Muitos médicos, principalmente de extrema direita, embarcaram na prescrição do kit Covid, enquanto nos Estados Unidos a ivermectina é vendida em lojas veterinárias, algumas delas com a placa: “Você não é um cavalo. Não é uma vaca. Seriamente pare com isto.”  Nos últimos dias, dezenas de ações judiciais chegaram às cortes de justiça para obrigar os hospitais atenderem os pedidos de seus pacientes, tratando-os com ivermectina. Para o professor de Bioética da Grossman Escola de Medicina, da Universidade de Nova York, quando você vai para um hospital não é a mesma coisa que ir para um restaurante. Você não prescreve seus próprios tratamentos.

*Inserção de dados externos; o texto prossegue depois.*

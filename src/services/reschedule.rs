use chrono::{NaiveDate, Utc};
use std::sync::Arc;
use tracing::{error, info, warn};

use crate::error::{SchedulingError, SchedulingResult};
use crate::models::booking::{chat_id_for, Booking, BookingRequest, BookingStatus, Role};
use crate::models::chat::{ChatMessage, ChatReference};
use crate::models::reschedule::{RescheduleRequest, RescheduleStatus};
use crate::ports::RescheduleStore;
use crate::services::booking::BookingEngine;
use crate::services::time_conversion::{
    calculate_end_utc, format_for_display, to_utc, DisplayFormat,
};

/// Moves a session to a new time: the original booking is cancelled, a
/// replacement is booked as pending, and the counterparty accepts or
/// rejects it.
///
/// `pending -> accepted | rejected`; both outcomes are terminal. Checking
/// that only the counterparty of `requested_by` answers is left to the
/// caller.
pub struct RescheduleWorkflow {
    engine: Arc<BookingEngine>,
    store: Arc<dyn RescheduleStore>,
}

impl RescheduleWorkflow {
    pub fn new(engine: Arc<BookingEngine>, store: Arc<dyn RescheduleStore>) -> Self {
        Self { engine, store }
    }

    /// Request a new time for `original`.
    ///
    /// The steps are separate writes, not a transaction. When the original
    /// has been cancelled but the replacement cannot be stored, the result is
    /// `PartialWorkflowFailure` and the user has to book again.
    ///
    /// The original is cancelled unconditionally. One that is already
    /// cancelled, for example by an earlier reschedule, is logged and the
    /// request still goes ahead, so it can end up with several replacements.
    pub async fn create(
        &self,
        original: &Booking,
        new_local_date: NaiveDate,
        new_local_time: &str,
        reason: &str,
        requested_by: Role,
        timezone: Option<&str>,
    ) -> SchedulingResult<String> {
        let timezone = timezone.unwrap_or(&original.timezone).to_string();

        // Pure conversion first so bad input never touches the original
        let new_start = to_utc(new_local_date, new_local_time, &timezone)?;
        let new_end = calculate_end_utc(new_start, original.duration)?;

        if self.engine.mark_cancelled(&original.booking_id).await?.is_none() {
            warn!(
                "Rescheduling booking {} which was already cancelled",
                original.booking_id
            );
        }

        let replacement = BookingRequest {
            trainer_id: original.trainer_id.clone(),
            client_id: original.client_id.clone(),
            local_date: Some(new_local_date),
            local_start_time: Some(new_local_time.to_string()),
            start_time_utc: Some(new_start),
            end_time_utc: Some(new_end),
            timezone: timezone.clone(),
            duration: original.duration,
            session_type: original.session_type,
            status: Some(BookingStatus::Pending),
            location: original.location.clone(),
        };

        let new_booking_id = match self.engine.book_session(replacement).await {
            Ok(id) => id,
            Err(e) => {
                error!(
                    "Original booking {} cancelled but replacement failed: {}",
                    original.booking_id, e
                );
                return Err(SchedulingError::PartialWorkflowFailure {
                    original_booking_id: original.booking_id.clone(),
                    source: Box::new(e),
                });
            }
        };

        let now = Utc::now();
        let request = RescheduleRequest {
            id: format!(
                "{}_{}",
                original.booking_id,
                self.engine.next_timestamp_millis(now)
            ),
            original_booking_id: original.booking_id.clone(),
            new_booking_id: new_booking_id.clone(),
            trainer_id: original.trainer_id.clone(),
            client_id: original.client_id.clone(),
            original_start_time_utc: original.start_time_utc,
            new_start_time_utc: new_start,
            timezone,
            reason: reason.to_string(),
            requested_by,
            status: RescheduleStatus::Pending,
            created_at: now,
        };

        if let Err(e) = self.store.put(&request).await {
            error!(
                "Failed to store reschedule request for booking {}: {}",
                original.booking_id, e
            );
            // Do not leave an orphaned pending replacement behind
            if let Err(cancel_err) = self.engine.mark_cancelled(&new_booking_id).await {
                warn!(
                    "Could not cancel orphaned replacement booking {}: {}",
                    new_booking_id, cancel_err
                );
            }
            return Err(SchedulingError::PartialWorkflowFailure {
                original_booking_id: original.booking_id.clone(),
                source: Box::new(e),
            });
        }

        info!(
            "Reschedule {} requested by {}: booking {} -> {} ({})",
            request.id, requested_by, original.booking_id, new_booking_id, new_start
        );

        self.engine.notifications().chat_message(ChatMessage::new(
            &original.chat_id(),
            request.requester_id(),
            &ChatReference::Reschedule(request.id.clone()).encode(),
        ));

        Ok(request.id)
    }

    pub async fn get(&self, id: &str) -> SchedulingResult<RescheduleRequest> {
        self.store
            .get(id)
            .await?
            .ok_or_else(|| SchedulingError::RescheduleNotFound(id.to_string()))
    }

    // Load a request that must still be pending for `action`
    async fn pending(&self, id: &str, action: &'static str) -> SchedulingResult<RescheduleRequest> {
        let request = self.get(id).await?;
        if request.status != RescheduleStatus::Pending {
            warn!(
                "Refusing to {} reschedule {}: already {}",
                action, id, request.status
            );
            return Err(SchedulingError::InvalidState {
                entity: "Reschedule request",
                id: id.to_string(),
                status: request.status.to_string(),
                action,
            });
        }
        Ok(request)
    }

    /// Confirm the replacement booking. Fails with `InvalidState` unless the
    /// request is still pending, so a second call is an error.
    pub async fn accept(&self, id: &str) -> SchedulingResult<()> {
        let request = self.pending(id, "accept").await?;

        let booking = self.engine.confirm_booking(&request.new_booking_id).await?;
        self.store
            .update_status(id, RescheduleStatus::Accepted)
            .await?;
        info!(
            "Reschedule {} accepted, booking {} confirmed",
            id, request.new_booking_id
        );

        let notifications = self.engine.notifications();
        notifications.calendar_event(&booking);
        notifications.chat_message(ChatMessage::new(
            &booking.chat_id(),
            request.responder_id(),
            &format!("Reschedule accepted: {}", describe_start(&request)),
        ));

        Ok(())
    }

    /// Cancel the replacement booking. Fails with `InvalidState` unless the
    /// request is still pending.
    pub async fn reject(&self, id: &str) -> SchedulingResult<()> {
        let request = self.pending(id, "reject").await?;

        self.engine.mark_cancelled(&request.new_booking_id).await?;
        self.store
            .update_status(id, RescheduleStatus::Rejected)
            .await?;
        info!(
            "Reschedule {} rejected, booking {} cancelled",
            id, request.new_booking_id
        );

        self.engine.notifications().chat_message(ChatMessage::new(
            &chat_id_for(&request.trainer_id, &request.client_id),
            request.responder_id(),
            &format!("Reschedule declined: {}", describe_start(&request)),
        ));

        Ok(())
    }
}

fn describe_start(request: &RescheduleRequest) -> String {
    let date = format_for_display(request.new_start_time_utc, &request.timezone, DisplayFormat::Date);
    let time = format_for_display(request.new_start_time_utc, &request.timezone, DisplayFormat::Time);
    match (date, time) {
        (Ok(date), Ok(time)) => format!("{} at {}", date, time),
        _ => request.new_start_time_utc.to_rfc3339(),
    }
}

Portanto, a politização do uso de medicamentos para o tratamento da Covid pela extrema direita é horrível para a medicina, uma das profissões mais nobre a serviço da humanidade, por salvar vidas e fortalecer o conhecimento científico. Nenhum campo médico deve ter sua prática sujeita às exigências de pacientes ou das Cortes de Justiça. Isto seria uma medicina horrível e destrutiva.

Ainda bem que as Cortes de Justiça nos Estados Unidos estão sendo favoráveis à ciência, desmascarando o uso de medicamentos sem evidências científicas. No mês passado, o juiz Ralph Porzio da Suprema Corte do Estado de Nova York rejeitou o uso da ivermectina numa ação judicial em que o paciente queria o seu uso no hospital. Assim se pronunciou o juiz:

 “Esta Corte não exige que nenhum médico seja colocado numa posição antiética onde se possa cometer a mal prática médica, administrando uma medicação para um propósito não comprovado”.

No Brasil, integrantes do Ministério Público vem seguindo os “protocolos extraoficiais” do Ministério da Saúde em relação ao uso de medicamentos sem comprovação científica, segundo o advogado e médico Daniel Dourado. Para ele, “Esses promotores e procuradores estão agindo contra a legislação sanitária quando querem forçar um prefeito, governador ou secretário de Saúde a adotar uma medida sem comprovação científica.” Diante do descrédito da justiça, espera-se que seus órgãos sigam o exemplo da CPI da Covid e comecem a atuar em todo o país para corrigir erros que contribuíram para o resultado de mais de 600 mil mortes.

Por fim, vale mencionar o que disse o Ministério Público de Contas (MPC) do Estado do Espírito Santo sobre o uso de protocolos para uso de medicamentos sem comprovação científica, quando gestores usam critérios ideológicos ou políticos e não científicos, demonstrando que “tratam o dinheiro público como se fosse coisa de ninguém, ou talvez coisa deles próprios...”. Neste obscurantismo muitos não tomam vacinas por suspeitar delas, mas tomam a medicação de vermifugação de cavalos.

*Jose Rodrigues Filho é professor da Universidade Federal da Paraíba. Foi pesquisador nas Universidades de Johns Hopkins e Harvard. Recentemente foi professor visitante na McMaster University, Canadá.